Mau génio
Zlatan Ibrahimovic saiu furioso de um jogo e, esquecendo-se que hoje em dia há sempre uma câmara ligada em qualquer esquina, falou de França como um "país de m…" que não merece ter o Paris Saint-Germain. Depois, é claro, pediu desculpa.
Mario Balotelli jamais pedirá desculpa por um vídeo em que não foi "apanhado" por nenhuma câmara de telemóvel, ligou-a ele próprio e filmou-se a mandar calar os críticos. "Conheces-me?", pergunta, "alguma vez falaste comigo, pessoalmente? Sabes pelo que passei na minha vida?
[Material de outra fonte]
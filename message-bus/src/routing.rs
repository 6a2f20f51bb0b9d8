//! Channel addressing between bank nodes
//!
//! Every ordered pair of nodes gets its own logical channel, told apart on
//! the receiving side by the listening port:
//!
//! - transfer channel `i -> j` is bound at `base_port(j) + i` on node `j`
//! - report channel `i -> collector` is bound at
//!   `base_port(collector) + report_offset + i`

use ledger_core::NodeId;
use serde::{Deserialize, Serialize};
use std::fmt;

/// What a channel carries
#[derive(Debug, Clone, Copy, PartialEq, Eq, Hash, PartialOrd, Ord, Serialize, Deserialize)]
pub enum ChannelKind {
    /// CREDIT, DEBIT and MARKER traffic
    Transfer,
    /// GLOBAL_STATE reports to the collector
    Report,
}

/// Connection-cache key: where a message goes and on which channel
#[derive(Debug, Clone, Copy, PartialEq, Eq, Hash, PartialOrd, Ord)]
pub struct Route {
    /// Receiving node
    pub target: NodeId,
    /// Channel kind
    pub kind: ChannelKind,
}

impl Route {
    /// Transfer channel to `target`
    pub fn transfer(target: NodeId) -> Self {
        Self {
            target,
            kind: ChannelKind::Transfer,
        }
    }

    /// Report channel to the collector
    pub fn report(collector: NodeId) -> Self {
        Self {
            target: collector,
            kind: ChannelKind::Report,
        }
    }
}

impl fmt::Display for Route {
    fn fmt(&self, f: &mut fmt::Formatter<'_>) -> fmt::Result {
        match self.kind {
            ChannelKind::Transfer => write!(f, "transfer->{}", self.target),
            ChannelKind::Report => write!(f, "report->{}", self.target),
        }
    }
}

/// Port layout of one receiving node
#[derive(Debug, Clone, Copy, PartialEq, Eq, Serialize, Deserialize)]
pub struct PortLayout {
    /// First transfer port (sender 0)
    pub base_port: u16,

    /// Distance from `base_port` to the first report port
    pub report_offset: u16,
}

impl PortLayout {
    /// Create layout
    pub fn new(base_port: u16, report_offset: u16) -> Self {
        Self {
            base_port,
            report_offset,
        }
    }

    /// Port on which this node receives transfers from `sender`
    pub fn transfer_port(&self, sender: NodeId) -> Option<u16> {
        self.offset_port(0, sender)
    }

    /// Port on which this node (as collector) receives reports from `sender`
    pub fn report_port(&self, sender: NodeId) -> Option<u16> {
        self.offset_port(self.report_offset, sender)
    }

    /// Port a `kind` channel from `sender` lands on
    pub fn port_for(&self, kind: ChannelKind, sender: NodeId) -> Option<u16> {
        match kind {
            ChannelKind::Transfer => self.transfer_port(sender),
            ChannelKind::Report => self.report_port(sender),
        }
    }

    /// Which channel a listening port belongs to
    ///
    /// Returns `None` for ports outside the convention (operator control
    /// ports, for instance).
    pub fn classify(&self, port: u16) -> Option<(ChannelKind, NodeId)> {
        let delta = port.checked_sub(self.base_port)?;
        if delta >= self.report_offset {
            let sender = delta - self.report_offset;
            // anything past a second stride is not ours
            if sender >= self.report_offset {
                return None;
            }
            Some((ChannelKind::Report, NodeId::new(sender as i32)))
        } else {
            Some((ChannelKind::Transfer, NodeId::new(delta as i32)))
        }
    }

    fn offset_port(&self, offset: u16, sender: NodeId) -> Option<u16> {
        if sender.is_external() {
            return None;
        }
        let sender = u16::try_from(sender.index()).ok()?;
        self.base_port.checked_add(offset)?.checked_add(sender)
    }
}

impl Default for PortLayout {
    fn default() -> Self {
        Self {
            base_port: 5000,
            report_offset: 100,
        }
    }
}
Tu só me viste a jogar futebol no campo, por isso… homem, cala-te!"
Cristiano Ronaldo foi assobiado dentro de campo e, no fim do jogo, disse que não vai falar mais com a imprensa até ao final desta época.
Sérgio Conceição deu murros na mesa e no peito numa conferência de imprensa, respondendo a Gomes da Silva, por pôr em causa a entrega do Sporting de Braga contra outros clubes que não o Porto.
Não passaram muitos dias desde que os jornais ingleses arrasaram José Mourinho, depois do afastamento do Chelsea da Champions pelo PSG, chamando-o de "tóxico".
Os casos repetem-se quase semanalmente, num desporto jogado com os nervos à flor da pele e em que a pressão é às vezes ainda maior de fora para dentro do campo. E os jornalistas, que são chatos por profissão, estão sempre à mão de semear (seja num jogo de futebol ou à saída de um tribunal, como o advogado de Sócrates..). Muitas vezes, os queixosos têm razão para espingardar. Mas na maior parte das vezes apenas não sabem controlar as suas descargas emocionais. E o futebol também é feito disso: de controlo; e de descontrolo.